Trzy pytania do Jerzego Korolewicza, jednego z liderów komitetu obywatelskiego na rzecz zmiany nazwy naszego miasta.
- Istotna część gorzowian twierdzi, że odgrzebywanie sprawy nazwy miasta jest bez sensu i wiąże się z dużymi kosztami (wymiany dokumentów, itp. ). Mają uzasadnione obawy?
- Godna i prawidłowa nazwa miasta to sprawa bardzo ważna. To nasz znak, nasze „nazwisko” to wyraz dumy i ambicji rozwojowych jego mieszkańców. Musimy jak najprędzej powrócić do historycznej, polskiej nazwy GORZÓW. A co do obowiązku wymiany dokumentów i ewentualnych kosztów z tym związanych to mogę uspokoić i zapewnić, że przepisy prawa obowiązujące od 2015r. w pełni potwierdzają dalszą ważność tych dotychczas wydanych. Nie trzeba będzie wymieniać ani dowodu osobistego, ani paszportu czy też np. prawa jazdy lub dowodu rejestracyjnego. A zatem zero kosztów czy mitręgi biurokratycznej.
- Na jakim etapie znajduje się obecnie wasza inicjatywa?
- Wniosek został oficjalnie złożony w imieniu grupy mieszkańców 31 października.

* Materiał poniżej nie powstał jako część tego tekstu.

use std::collections::BTreeMap;
use std::sync::OnceLock;

use regex::Regex;

use crate::error::{Error, Result};
use crate::settings::{ClassRule, Settings};
use crate::types::{Command, CommandClass};

/// Marker of an upstream error page that sometimes lands in the command feed.
const ERROR_PAGE_MARKER: &str = "502 Bad Gateway";

fn location_re() -> &'static Regex {
    static RE: OnceLock<Regex> = OnceLock::new();
    RE.get_or_init(|| {
        Regex::new(r#"^(.*?)\s+Location\s+"?\{X=(-?\d+(?:\.\d+)?)\s+Y=(-?\d+(?:\.\d+)?)\s+Z=(-?\d+(?:\.\d+)?)\}"?-(\d{1,10})$"#)
            .unwrap()
    })
}

/// Collapse an embedded `Location "{X=.. Y=.. Z=..}"-<id>` payload to
/// `<head> <x> <y> <z>`. The trailing `-<id>` is always discarded; text that
/// does not match exactly (an id over ten digits, extra trailing text) is
/// only trimmed.
pub fn normalize(text: &str) -> String {
    let text = text.trim();
    match location_re().captures(text) {
        Some(c) => format!("{} {} {} {}", &c[1], &c[2], &c[3], &c[4]),
        None => text.to_string(),
    }
}

/// Prefix table, aliases and sequences used to turn operator input into
/// classified commands.
pub struct CommandTable {
    rules: Vec<ClassRule>,
    fallback: ClassRule,
    aliases: BTreeMap<String, String>,
    sequences: BTreeMap<String, Vec<String>>,
    max_len: usize,
}

impl CommandTable {
    pub fn from_settings(settings: &Settings) -> Self {
        let mut rules = settings.classes.clone();
        // longest prefix first so "#ListSpawnedVehicles" beats a shorter "#List"
        rules.sort_by(|a, b| b.prefix.len().cmp(&a.prefix.len()));
        Self {
            rules,
            fallback: ClassRule::fallback(),
            aliases: settings.aliases.iter().map(|(k, v)| (k.to_lowercase(), v.clone())).collect(),
            sequences: settings.sequences.iter().map(|(k, v)| (k.to_lowercase(), v.clone())).collect(),
            max_len: settings.channel.max_command_len,
        }
    }

    /// Rule for `text`, falling back to the default action class.
    pub fn rule_for(&self, text: &str) -> &ClassRule {
        let lower = text.trim().to_ascii_lowercase();
        self.rules
            .iter()
            .find(|r| !r.prefix.is_empty() && lower.starts_with(&r.prefix.to_ascii_lowercase()))
            .unwrap_or(&self.fallback)
    }

    /// Rule by class name, used by the timing model.
    pub fn rule_named(&self, name: &str) -> &ClassRule {
        self.rules.iter().find(|r| r.name == name).unwrap_or(&self.fallback)
    }

    pub fn classify(&self, text: &str) -> CommandClass {
        let rule = self.rule_for(text);
        CommandClass {
            name: rule.name.clone(),
            kind: rule.kind,
            category: rule.category.clone(),
        }
    }

    /// Expand operator input: a sequence name yields its commands, an alias
    /// its full command, anything else itself. Names match case-insensitively.
    pub fn expand(&self, input: &str) -> Vec<String> {
        let key = input.trim();
        let name = key.to_lowercase();
        if let Some(seq) = self.sequences.get(&name) {
            return seq.clone();
        }
        if let Some(full) = self.aliases.get(&name) {
            return vec![full.clone()];
        }
        if key.is_empty() {
            return Vec::new();
        }
        vec![key.to_string()]
    }

    /// Validate, normalize and classify one command.
    pub fn prepare(&self, text: &str) -> Result<Command> {
        if text.contains(ERROR_PAGE_MARKER) {
            return Err(Error::InvalidCommand("backend error page".into()));
        }
        let text = normalize(text);
        if text.is_empty() {
            return Err(Error::InvalidCommand("empty command".into()));
        }
        let len = text.chars().count();
        if len > self.max_len {
            return Err(Error::InvalidCommand(format!("{} chars exceeds limit of {}", len, self.max_len)));
        }
        let class = self.classify(&text);
        Ok(Command { text, class })
    }
}

#[cfg(test)]
mod tests {
    use super::*;
    use crate::types::CommandKind;

    fn table() -> CommandTable {
        CommandTable::from_settings(&Settings::default())
    }

    #[test]
    fn test_classify_by_prefix() {
        let t = table();
        let c = t.classify("#ListSpawnedVehicles true");
        assert_eq!(c.kind, CommandKind::Query);
        assert_eq!(c.category, "spawned");
        assert_eq!(t.classify("#listplayers true").name, "listplayers");
        let action = t.classify("#SetTime 12");
        assert_eq!(action.kind, CommandKind::Action);
        assert_eq!(action.name, "action");
    }

    #[test]
    fn test_normalize_collapses_location() {
        let raw = r#"#Teleport 76561198000000000 Location "{X=-123.5 Y=456 Z=7.25}"-42"#;
        assert_eq!(normalize(raw), "#Teleport 76561198000000000 -123.5 456 7.25");
        assert_eq!(normalize("  #SetTime 08 00 "), "#SetTime 08 00");
    }

    #[test]
    fn test_normalize_leaves_near_misses_alone() {
        let long_id = r#"#Teleport 1 Location "{X=1 Y=2 Z=3}"-12345678901"#;
        assert_eq!(normalize(long_id), long_id);
        let trailing = r#"#Teleport 1 Location "{X=1 Y=2 Z=3}"-5 now"#;
        assert_eq!(normalize(trailing), trailing);
    }

    #[test]
    fn test_prepare_rejects() {
        let t = table();
        assert!(matches!(t.prepare("   "), Err(Error::InvalidCommand(_))));
        assert!(matches!(t.prepare("<h1>502 Bad Gateway</h1>"), Err(Error::InvalidCommand(_))));
        let long = format!("#Announce {}", "x".repeat(200));
        assert!(matches!(t.prepare(&long), Err(Error::InvalidCommand(_))));
        assert_eq!(t.prepare("#Save").unwrap().text, "#Save");
    }

    #[test]
    fn test_expand_alias_and_sequence() {
        let t = table();
        assert_eq!(t.expand("players"), vec!["#ListPlayers true".to_string()]);
        assert_eq!(t.expand("server_reset").len(), 3);
        assert_eq!(t.expand("#SetTime 3"), vec!["#SetTime 3".to_string()]);
        assert!(t.expand("  ").is_empty());
    }

    #[test]
    fn test_expand_ignores_case_of_names() {
        let t = table();
        assert_eq!(t.expand("Players"), vec!["#ListPlayers true".to_string()]);
        assert_eq!(t.expand(" MORNING "), vec!["#SetTime 08 00".to_string()]);
        assert_eq!(t.expand("Admin_Check").len(), 4);
        assert_eq!(t.expand("save"), vec!["#Save".to_string()]);
        // commands themselves keep their case
        assert_eq!(t.expand("#ListPlayers True"), vec!["#ListPlayers True".to_string()]);
    }
}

W komitecie obywatelskim są przedstawiciele wszystkich środowisk i grup społecznych; musiały to być wyłącznie osoby zamieszkałe w granicach Gorzowa. Po sprawdzeniu przez służby miasta, że wniosek jest formalnie poprawny został on umieszczony na 7 dni na Biuletynie Informacji Publicznej. Takie są procedury. Obecnie trwa ocena merytoryczna i mam nadzieję, że jeszcze w tym tygodniu Prezydent zarządzi konsultacje społeczne. My wnioskowaliśmy, aby rozpoczęły się one już z od 16 listopada, ale oczywiście może się to o kilka dni opóźnić.
- Czy już wiemy jak będą wyglądać konsultacje społeczne?
- Konsultacje zostaną poprzedzone akcją informacyjno-edukacyjną, trwającą minimum 7 dni. Potem rozpoczną się właściwe konsultacje i będą one formalnie prowadzone przez urzędników miejskich, być może we współpracy z profesjonalną firmą. To będą różnego rodzaju otwarte spotkania, ankiety, sondy czy debaty środowiskowe. Tak naprawdę to społeczne konsultacje trwają od mojego wystąpienia na sesji rady miasta 25 października. Media pracują, ludzie gorąco dyskutują, a Facebook puchnie i trzeszczy…
Jestem przekonany, że wynik tych konsultacji będzie pozytywny i rada miasta gdzieś na przełomie lutego/marca przejdzie swoją uchwałą do historii!